Judgment sustaining the statute was reversed.
We quote from appellants' brief their answer to this case:
"The Allgeyer[1] and the St. Louis Compress cases were decided respectively in 1896 and 1922. Since then, the authority of those cases have been questioned in subsequent opinions by the United States Supreme Court. The emphasis of the Court now has moved away from the conceptualistic theories of place of contracting and performance of the contract onto the consideration of the citizen insured or the protection of the state from the incident of loss. The Osborn and Hoopeston cases,[2] supra, make it clear that the approach taken by the court to these regulatory matters has changed. As said in the Hoopeston case:
"`In determining the power of the State to apply its own regulatory laws to insurance business activities, the question in the earlier cases became involved by conceptualistic discussion of theories of the place of contracting or performance. More recently it has been recognized that a state may have substantial interests in the business of insurance of its people or property regardless of those isolated factors. This interest may be measured by highly realistic consideration such as the protection of a citizen insured or the protection of a state from the incidents of loss * * *'
"The Court continued:
"`The actual physical signing of the contracts may be only one element of a broad range of business activities. Business may be done in a state although those doing the business are scrupulously careful to see that not a single contract is ever signed within that state's boundaries. Important as the execution of a written contract may be, it is ordinarily but an intermediate step serving to tie up prior business negotiations with future consequences which themselves are the real object of the business transaction.

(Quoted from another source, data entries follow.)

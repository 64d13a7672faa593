//! ═══════════════════════════════════════════════════════════════════════════════
//! FILE: symtab.rs | CORE/SYMCIRC_ENGINE/src/symtab.rs
//! PURPOSE: Symbol table: knowns, unknowns, constant bits, relations, sub-nets
//! MODIFIED: 2026-07-21
//! LAYER: CORE → SYMCIRC_ENGINE
//! ═══════════════════════════════════════════════════════════════════════════════
//!
//! ┌─────────────────────────────────────────────────────────────────────────────┐
//! │ DATA DEFINED                                                                │
//! ├─────────────────────────────────────────────────────────────────────────────┤
//! │ Known        input value (independent source), one LES column              │
//! │ Unknown      node voltage or branch current, one LES row + column          │
//! │ SymbolTable  bijections device ↔ bit, device ↔ unknown/known              │
//! ├─────────────────────────────────────────────────────────────────────────────┤
//! │ INVARIANTS                                                                  │
//! │ - every node, device, and bit index appears in at most one entry per kind   │
//! │ - bit ↔ device is a bijection over constant-bearing devices                 │
//! │ - each sub-net contributes exactly one ground node                          │
//! └─────────────────────────────────────────────────────────────────────────────┘
//!
//! Constant bit indices are handed out so that a product word prints its
//! set bits (highest first) as controlled-source gains, then R, G, L, C;
//! within one kind, declaration order wins.

// ─────────────────────────────────────────────────────────────────────────────────
// CODE BELOW
// ─────────────────────────────────────────────────────────────────────────────────

use crate::circuit::{Circuit, DeviceId, DeviceKind, NodeId};
use crate::error::{AnalysisError, CircuitError};
use crate::rational::Rat;
use std::collections::HashMap;

/// Width of the product-of-constants word.
pub const MAX_CONSTANTS: usize = 64;

#[derive(Clone, Debug)]
pub struct Known {
    pub name: String,
    /// Column index among the known columns (0-based).
    pub col: usize,
    pub device: DeviceId,
}

#[derive(Clone, Copy, Debug, PartialEq, Eq)]
pub enum UnknownOrigin {
    /// Node voltage.
    Node(NodeId),
    /// Branch current of a current-carrying device.
    Device(DeviceId),
}

#[derive(Clone, Debug)]
pub struct Unknown {
    pub name: String,
    pub row: usize,
    pub col: usize,
    pub origin: UnknownOrigin,
    /// Connected-component id, node-voltage unknowns only.
    pub subnet: Option<usize>,
}

#[derive(Clone, Copy, Debug, PartialEq, Eq)]
pub enum SymbolId {
    Unknown(usize),
    Known(usize),
}

#[derive(Debug)]
pub struct SymbolTable {
    knowns: Vec<Known>,
    unknowns: Vec<Unknown>,
    /// bit index → device.
    constants: Vec<DeviceId>,
    /// device → bit index.
    bit_of_device: Vec<Option<usize>>,
    unknown_of_node: Vec<Option<usize>>,
    unknown_of_device: Vec<Option<usize>>,
    known_of_device: Vec<Option<usize>>,
    names: HashMap<String, SymbolId>,
    subnet_of_node: Vec<usize>,
    grounds: Vec<NodeId>,
}

fn is_ground_name(name: &str) -> bool {
    name == "0" || name.eq_ignore_ascii_case("gnd")
}

impl SymbolTable {
    pub fn build(circuit: &Circuit) -> Result<SymbolTable, CircuitError> {
        let n_nodes = circuit.nodes().len();
        let n_devices = circuit.devices().len();

        // Sub-nets: connected components over conduction edges. Control
        // sense pairs do not connect; an op-amp ties its inputs and output
        // into one component so the output side shares the input's ground.
        let mut adjacency: Vec<Vec<NodeId>> = vec![Vec::new(); n_nodes];
        let link = |adjacency: &mut Vec<Vec<NodeId>>, a: NodeId, b: NodeId| {
            adjacency[a].push(b);
            adjacency[b].push(a);
        };
        for device in circuit.devices() {
            link(&mut adjacency, device.pos, device.neg);
            if let Some(out) = device.out {
                link(&mut adjacency, device.pos, out);
            }
        }
        let mut subnet_of_node = vec![usize::MAX; n_nodes];
        let mut grounds = Vec::new();
        for start in 0..n_nodes {
            if subnet_of_node[start] != usize::MAX {
                continue;
            }
            let subnet = grounds.len();
            let mut members = Vec::new();
            let mut queue = vec![start];
            subnet_of_node[start] = subnet;
            while let Some(node) = queue.pop() {
                members.push(node);
                for &next in &adjacency[node] {
                    if subnet_of_node[next] == usize::MAX {
                        subnet_of_node[next] = subnet;
                        queue.push(next);
                    }
                }
            }
            let ground = members
                .iter()
                .copied()
                .find(|&n| is_ground_name(circuit.node_name(n)))
                .unwrap_or_else(|| *members.iter().min().expect("component is non-empty"));
            grounds.push(ground);
        }

        let mut table = SymbolTable {
            knowns: Vec::new(),
            unknowns: Vec::new(),
            constants: Vec::new(),
            bit_of_device: vec![None; n_devices],
            unknown_of_node: vec![None; n_nodes],
            unknown_of_device: vec![None; n_devices],
            known_of_device: vec![None; n_devices],
            names: HashMap::new(),
            subnet_of_node,
            grounds,
        };

        // Node-voltage unknowns, grounds excluded.
        for node in 0..n_nodes {
            if table.grounds.contains(&node) {
                continue;
            }
            let index = table.unknowns.len();
            let name = format!("U_{}", circuit.node_name(node));
            table.insert_name(name.clone(), SymbolId::Unknown(index))?;
            table.unknowns.push(Unknown {
                name,
                row: index,
                col: index,
                origin: UnknownOrigin::Node(node),
                subnet: Some(table.subnet_of_node[node]),
            });
            table.unknown_of_node[node] = Some(index);
        }

        // Branch-current unknowns. A probe's current shares the probe name.
        for (id, device) in circuit.devices().iter().enumerate() {
            if !device.kind.carries_current() {
                continue;
            }
            let index = table.unknowns.len();
            let name = if device.kind == DeviceKind::Probe {
                device.name.clone()
            } else {
                format!("I_{}", device.name)
            };
            table.insert_name(name.clone(), SymbolId::Unknown(index))?;
            table.unknowns.push(Unknown {
                name,
                row: index,
                col: index,
                origin: UnknownOrigin::Device(id),
                subnet: None,
            });
            table.unknown_of_device[id] = Some(index);
        }

        // Knowns: one per independent source, sharing the source's name.
        for (id, device) in circuit.devices().iter().enumerate() {
            if !device.kind.is_source() {
                continue;
            }
            let index = table.knowns.len();
            table.insert_name(device.name.clone(), SymbolId::Known(index))?;
            table.knowns.push(Known {
                name: device.name.clone(),
                col: index,
                device: id,
            });
            table.known_of_device[id] = Some(index);
        }

        // Constant bits, highest bit to the first-declared device of the
        // lowest print rank.
        let mut ranked: Vec<(u8, usize, DeviceId)> = circuit
            .devices()
            .iter()
            .enumerate()
            .filter(|(_, d)| d.kind.has_constant())
            .map(|(id, d)| (d.kind.print_rank(), id, id))
            .collect();
        ranked.sort_by_key(|&(rank, order, _)| (rank, order));
        let count = ranked.len();
        if count > MAX_CONSTANTS {
            return Err(CircuitError::ConstantCapacity {
                count,
                max: MAX_CONSTANTS,
            });
        }
        table.constants = vec![0; count];
        for (i, &(_, _, device)) in ranked.iter().enumerate() {
            let bit = count - 1 - i;
            table.constants[bit] = device;
            table.bit_of_device[device] = Some(bit);
        }

        Ok(table)
    }

    fn insert_name(&mut self, name: String, id: SymbolId) -> Result<(), CircuitError> {
        if self.names.insert(name.clone(), id).is_some() {
            return Err(CircuitError::DuplicateName(name));
        }
        Ok(())
    }

    pub fn n_unknowns(&self) -> usize {
        self.unknowns.len()
    }

    pub fn n_knowns(&self) -> usize {
        self.knowns.len()
    }

    pub fn n_constants(&self) -> usize {
        self.constants.len()
    }

    pub fn unknown(&self, index: usize) -> &Unknown {
        &self.unknowns[index]
    }

    pub fn known(&self, index: usize) -> &Known {
        &self.knowns[index]
    }

    pub fn knowns(&self) -> &[Known] {
        &self.knowns
    }

    pub fn lookup(&self, name: &str) -> Option<SymbolId> {
        self.names.get(name).copied()
    }

    pub fn unknown_of_node(&self, node: NodeId) -> Option<usize> {
        self.unknown_of_node[node]
    }

    pub fn unknown_of_device(&self, device: DeviceId) -> Option<usize> {
        self.unknown_of_device[device]
    }

    pub fn known_of_device(&self, device: DeviceId) -> Option<usize> {
        self.known_of_device[device]
    }

    /// Product-word bit of a constant-bearing device.
    pub fn bit_of_device(&self, device: DeviceId) -> Option<usize> {
        self.bit_of_device[device]
    }

    pub fn device_of_bit(&self, bit: usize) -> DeviceId {
        self.constants[bit]
    }

    pub fn mask_of_device(&self, device: DeviceId) -> Option<u64> {
        self.bit_of_device[device].map(|bit| 1u64 << bit)
    }

    pub fn grounds(&self) -> &[NodeId] {
        &self.grounds
    }

    pub fn subnet_of_node(&self, node: NodeId) -> usize {
        self.subnet_of_node[node]
    }

    /// Follow a device's `value = k · other` chain to its root, accumulating
    /// the rational factor. A chain longer than the constant count is
    /// cyclic.
    pub fn relation_root(
        &self,
        circuit: &Circuit,
        device: DeviceId,
    ) -> Result<(DeviceId, Rat), AnalysisError> {
        let mut cursor = device;
        let mut factor = Rat::ONE;
        let mut steps = 0usize;
        while let Some(rel) = circuit.device(cursor).relation {
            steps += 1;
            if steps > self.constants.len() {
                return Err(AnalysisError::CyclicRelation(
                    circuit.device(device).name.clone(),
                ));
            }
            factor = factor.mul(rel.factor).strict()?;
            cursor = rel.target;
        }
        Ok((cursor, factor))
    }
}

#[cfg(test)]
mod tests {
    use super::*;
    use crate::circuit::parse::parse_netlist;

    fn rlc() -> Circuit {
        parse_netlist("U Uin in gnd / L L in K1 / C C K1 out / R R out gnd").unwrap()
    }

    #[test]
    fn test_unknowns_and_knowns() {
        let circuit = rlc();
        let table = SymbolTable::build(&circuit).unwrap();

        // Three node voltages plus the source current.
        assert_eq!(table.n_unknowns(), 4);
        assert_eq!(table.n_knowns(), 1);
        assert_eq!(table.known(0).name, "Uin");

        assert!(matches!(table.lookup("U_out"), Some(SymbolId::Unknown(_))));
        assert!(matches!(table.lookup("I_Uin"), Some(SymbolId::Unknown(_))));
        assert!(matches!(table.lookup("Uin"), Some(SymbolId::Known(0))));
        assert!(table.lookup("U_gnd").is_none(), "ground has no unknown");
    }

    #[test]
    fn test_constant_bits_print_r_before_l_before_c() {
        let circuit = rlc();
        let table = SymbolTable::build(&circuit).unwrap();
        assert_eq!(table.n_constants(), 3);

        let r = circuit.device_id("R").unwrap();
        let l = circuit.device_id("L").unwrap();
        let c = circuit.device_id("C").unwrap();
        let (rb, lb, cb) = (
            table.bit_of_device(r).unwrap(),
            table.bit_of_device(l).unwrap(),
            table.bit_of_device(c).unwrap(),
        );
        assert!(rb > lb && lb > cb, "R bit above L bit above C bit");

        // Bijection both ways.
        for bit in 0..table.n_constants() {
            assert_eq!(table.bit_of_device(table.device_of_bit(bit)), Some(bit));
        }
    }

    #[test]
    fn test_ground_per_subnet() {
        let circuit = parse_netlist(
            "U Uin in gnd / R R1 in gnd / VCCS G1 a b in gnd / R R2 a b",
        )
        .unwrap();
        let table = SymbolTable::build(&circuit).unwrap();
        // Two components: {in, gnd} and {a, b}; each has one ground.
        assert_eq!(table.grounds().len(), 2);
        let gnd = circuit.node_id("gnd").unwrap();
        assert!(table.grounds().contains(&gnd), "named ground wins");
    }

    #[test]
    fn test_relation_chain_and_cycle() {
        let circuit = parse_netlist(
            "U Uin in gnd / R R1 in out / R R2 out gnd = 2 * R1 / R R3 out gnd = 3/2 * R2",
        )
        .unwrap();
        let table = SymbolTable::build(&circuit).unwrap();
        let r3 = circuit.device_id("R3").unwrap();
        let (root, factor) = table.relation_root(&circuit, r3).unwrap();
        assert_eq!(circuit.device(root).name, "R1");
        assert_eq!(factor, Rat::integer(3), "3/2 of 2 of R1");

        let cyclic = parse_netlist(
            "U Uin in gnd / R R1 in out = 2 * R2 / R R2 out gnd = 3 * R1",
        )
        .unwrap();
        let ctable = SymbolTable::build(&cyclic).unwrap();
        let r1 = cyclic.device_id("R1").unwrap();
        assert_eq!(
            ctable.relation_root(&cyclic, r1),
            Err(AnalysisError::CyclicRelation("R1".to_string()))
        );
    }
}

"`* * * as the analysis of those opinions clearly indicates, the Allgeyer line of decisions cannot be permitted to control cases such as this, where the public policy of the state is clear, the insured interest is located in this state and there are many points of contact between the insurer and the property in the state.'"
Neither the Cotton Compress case nor the Allgeyer case has been overruled. For that matter, the Court expressly declined to overrule such cases in Compania Gen. De Tabacos, etc. v. Collector of Int. Rev., 275 U.S. 87, 48 S. Ct. 100, 72 L. Ed. 177.
We are confident that the Supreme Court of the United States, enlightened by its own *344 criticism of the Allgeyer and Cotton Compress cases, will, upon proper application, re-examine those cases and pronounce a decision sustaining the Legislature of Texas in enacting this statute for the protection of its citizens in a field subject to rigid regulation by the State. Until such time, however, it is our duty to follow those cases. This we do, and affirm the judgment of the Trial Court.
Affirmed.
NOTES
[1]  Cited in St. Louis Compress Co. v. State of Arkansas.
[2]  Osborn v. Ozlin, 310 U.S. 53, 60 S. Ct. 758, 84 L. Ed. 1074, Hoopeston Canning Co. v. Cullen, 318 U.S. 313, 63 S. Ct. 602, 87 L. Ed. 777.